The project has received DKK 2.6 million in financial support from Protech Investment Ltd – a spin-off from a large Chinese producer of natural medicines.
Many substances found in fungi are registered as drugs to support chemotherapy treatments for cancer, HealthCanal.com reports.
Among others, the mushroom Lentinula edodes, commonly known as Shiitake, is the primary ingredient in a registered drug extract on the Japanese market.

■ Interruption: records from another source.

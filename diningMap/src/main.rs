use anyhow::Result;
use clap::Parser;
use tracing::info;

use dining_map::analysis::reporting;
use dining_map::cli::cli::Args;
use dining_map::data::registry::LocationRegistry;
use dining_map::geo::distance::distances_from;
use dining_map::publish::publisher::Publisher;
use dining_map::render::builder::build;
use dining_map::utils::logging::{self, OperationCategory};

fn main() -> Result<()> {
    // Parse command line arguments
    let args = Args::parse();

    logging::init_logging(args.enable_timing(), args.debug_logging())?;

    let config = args.to_config();

    let registry = {
        let _timing = logging::start_timing("load_registry", OperationCategory::Registry);
        LocationRegistry::vt_dining_halls()?
    };
    info!(locations = registry.len(), "registry loaded");

    reporting::print_banner(&registry);
    reporting::print_locations(&registry);

    if let Some(origin) = args.origin() {
        reporting::print_distance_table(&distances_from(origin, &registry));
    }

    println!("\n🗺️  Creating interactive dining hall map...");
    let artifact = build(&registry, &config);

    let result = Publisher::from_config(&config).publish(&artifact)?;
    reporting::print_publish_result(&result.path, &result.viewer);
    reporting::print_usage(&result.viewer);

    logging::print_timing_report();

    Ok(())
}
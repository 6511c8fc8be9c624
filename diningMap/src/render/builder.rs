use tracing::{debug, info};

use crate::config::map_config::MapConfig;
use crate::data::registry::LocationRegistry;
use crate::render::artifact::{page_style, MapArtifact};
use crate::render::markers::MarkerSpec;
use crate::render::script::viewer_script;
use crate::render::tiles::default_tile_layers;
use crate::utils::logging::{self, OperationCategory};

/// Compose the registry into a self-contained map page.
#[tracing::instrument(skip_all, fields(locations = registry.len()))]
pub fn build(registry: &LocationRegistry, config: &MapConfig) -> MapArtifact {
    let _timing = logging::start_timing("build_map_artifact", OperationCategory::Build);

    let markers: Vec<MarkerSpec> = registry
        .iter()
        .map(|location| {
            debug!(key = location.get_key(), name = location.get_name(), "adding marker");
            MarkerSpec::from_location(location)
        })
        .collect();

    let tile_layers = default_tile_layers();
    let script = viewer_script(config, &markers, &tile_layers);
    let style = page_style(&config.accent_color);

    info!(
        markers = markers.len(),
        tile_layers = tile_layers.len(),
        "map artifact built"
    );

    MapArtifact::new(
        config.page_title.clone(),
        config.branding_text.clone(),
        markers,
        tile_layers,
        style,
        script,
    )
}
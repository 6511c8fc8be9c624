use serde::{Deserialize, Serialize};

#[derive(Debug, Clone, Copy, PartialEq, Serialize, Deserialize)]
pub struct Coordinates {
    pub lat: f64,
    pub lon: f64,
}

impl Coordinates {
    pub const fn new(lat: f64, lon: f64) -> Self {
        Self { lat, lon }
    }

    pub fn is_valid(&self) -> bool {
        (-90.0..=90.0).contains(&self.lat) && (-180.0..=180.0).contains(&self.lon)
    }
}

impl std::str::FromStr for Coordinates {
    type Err = anyhow::Error;

    /// Parses `"lat,lon"` in decimal degrees.
    fn from_str(s: &str) -> Result<Self, Self::Err> {
        let (lat, lon) = s
            .split_once(',')
            .ok_or_else(|| anyhow::anyhow!("expected LAT,LON but got {:?}", s))?;
        let coordinates = Coordinates::new(lat.trim().parse()?, lon.trim().parse()?);
        anyhow::ensure!(
            coordinates.is_valid(),
            "coordinates out of range: {}, {}",
            coordinates.lat,
            coordinates.lon
        );
        Ok(coordinates)
    }
}

#[derive(Debug, Clone, Copy, PartialEq, Eq, Serialize, Deserialize)]
pub enum Category {
    DiningHall,
    Cafe,
    Market,
}

impl Category {
    pub fn display_name(&self) -> &'static str {
        match self {
            Category::DiningHall => "Dining Hall",
            Category::Cafe => "Cafe",
            Category::Market => "Market",
        }
    }
}

/// Marker colours understood by the awesome-markers icon set.
#[derive(Debug, Clone, Copy, PartialEq, Eq, Serialize, Deserialize)]
#[serde(rename_all = "lowercase")]
pub enum MarkerColor {
    Red,
    Orange,
    Green,
    Blue,
    Purple,
    Darkred,
    Cadetblue,
}

impl MarkerColor {
    pub fn as_str(&self) -> &'static str {
        match self {
            MarkerColor::Red => "red",
            MarkerColor::Orange => "orange",
            MarkerColor::Green => "green",
            MarkerColor::Blue => "blue",
            MarkerColor::Purple => "purple",
            MarkerColor::Darkred => "darkred",
            MarkerColor::Cadetblue => "cadetblue",
        }
    }
}

#[derive(Debug, Clone, Serialize, Deserialize)]
pub struct Location {
    key: String,
    name: String,
    coordinates: Coordinates,
    description: String,
    hours: String,
    category: Category,
    icon: String,
    color: MarkerColor,
}

impl Location {
    pub fn new(
        key: impl Into<String>,
        name: impl Into<String>,
        coordinates: Coordinates,
        description: impl Into<String>,
        hours: impl Into<String>,
    ) -> Self {
        Self {
            key: key.into(),
            name: name.into(),
            coordinates,
            description: description.into(),
            hours: hours.into(),
            category: Category::DiningHall,
            icon: "cutlery".to_string(),
            color: MarkerColor::Orange,
        }
    }

    pub fn with_presentation(mut self, category: Category, icon: &str, color: MarkerColor) -> Self {
        self.category = category;
        self.icon = icon.to_string();
        self.color = color;
        self
    }

    pub fn get_key(&self) -> &str {
        &self.key
    }

    pub fn get_name(&self) -> &str {
        &self.name
    }

    pub fn get_coordinates(&self) -> Coordinates {
        self.coordinates
    }

    pub fn get_description(&self) -> &str {
        &self.description
    }

    pub fn get_hours(&self) -> &str {
        &self.hours
    }

    pub fn get_category(&self) -> Category {
        self.category
    }

    pub fn get_icon(&self) -> &str {
        &self.icon
    }

    pub fn get_color(&self) -> MarkerColor {
        self.color
    }

    /// Name without any parenthesised suffix, used for the map label.
    pub fn short_label(&self) -> &str {
        short_label(&self.name)
    }
}

pub fn short_label(name: &str) -> &str {
    name.split('(').next().unwrap_or(name).trim()
}
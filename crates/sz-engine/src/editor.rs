//! The external text editor used for file-edit parameters.

use std::path::Path;
use std::process::Command;

use crate::error::{EngineError, EngineResult};

/// Something that lets the player edit a file and blocks until done.
pub trait Editor {
    /// Name shown to the player.
    fn program(&self) -> &str;

    /// Edit `path` in place.
    fn edit(&self, path: &Path) -> EngineResult<()>;
}

/// Runs an editor program with the file path as its only argument.
#[derive(Debug, Clone, PartialEq, Eq)]
pub struct SystemEditor {
    program: String,
}

impl SystemEditor {
    /// Use `program`, e.g. `"nano"` or the value of `$EDITOR`.
    pub fn new(program: impl Into<String>) -> Self {
        Self {
            program: program.into(),
        }
    }
}

impl Editor for SystemEditor {
    fn program(&self) -> &str {
        &self.program
    }

    fn edit(&self, path: &Path) -> EngineResult<()> {
        match Command::new(&self.program).arg(path).status() {
            Ok(s) if s.success() => Ok(()),
            Ok(s) => Err(EngineError::EditorFailed {
                program: self.program.clone(),
                status: s.to_string(),
            }),
            Err(source) => Err(EngineError::EditorLaunch {
                program: self.program.clone(),
                source,
            }),
        }
    }
}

In Denmark, mushrooms have primarily been used in food preparation, while some species have been used as intoxicants.
At the Faculty of Pharmaceutical Sciences, it was exchange student Xuemei Liu, also from China, who isolated the active principles.
»This is a completely new class of natural compounds, which makes the research results unique,« explains Christensen, who has been collaborating with Chen since 1990.
He emphasises that, as with all new drugs, using the results to develop a viable product will be a long, difficult process.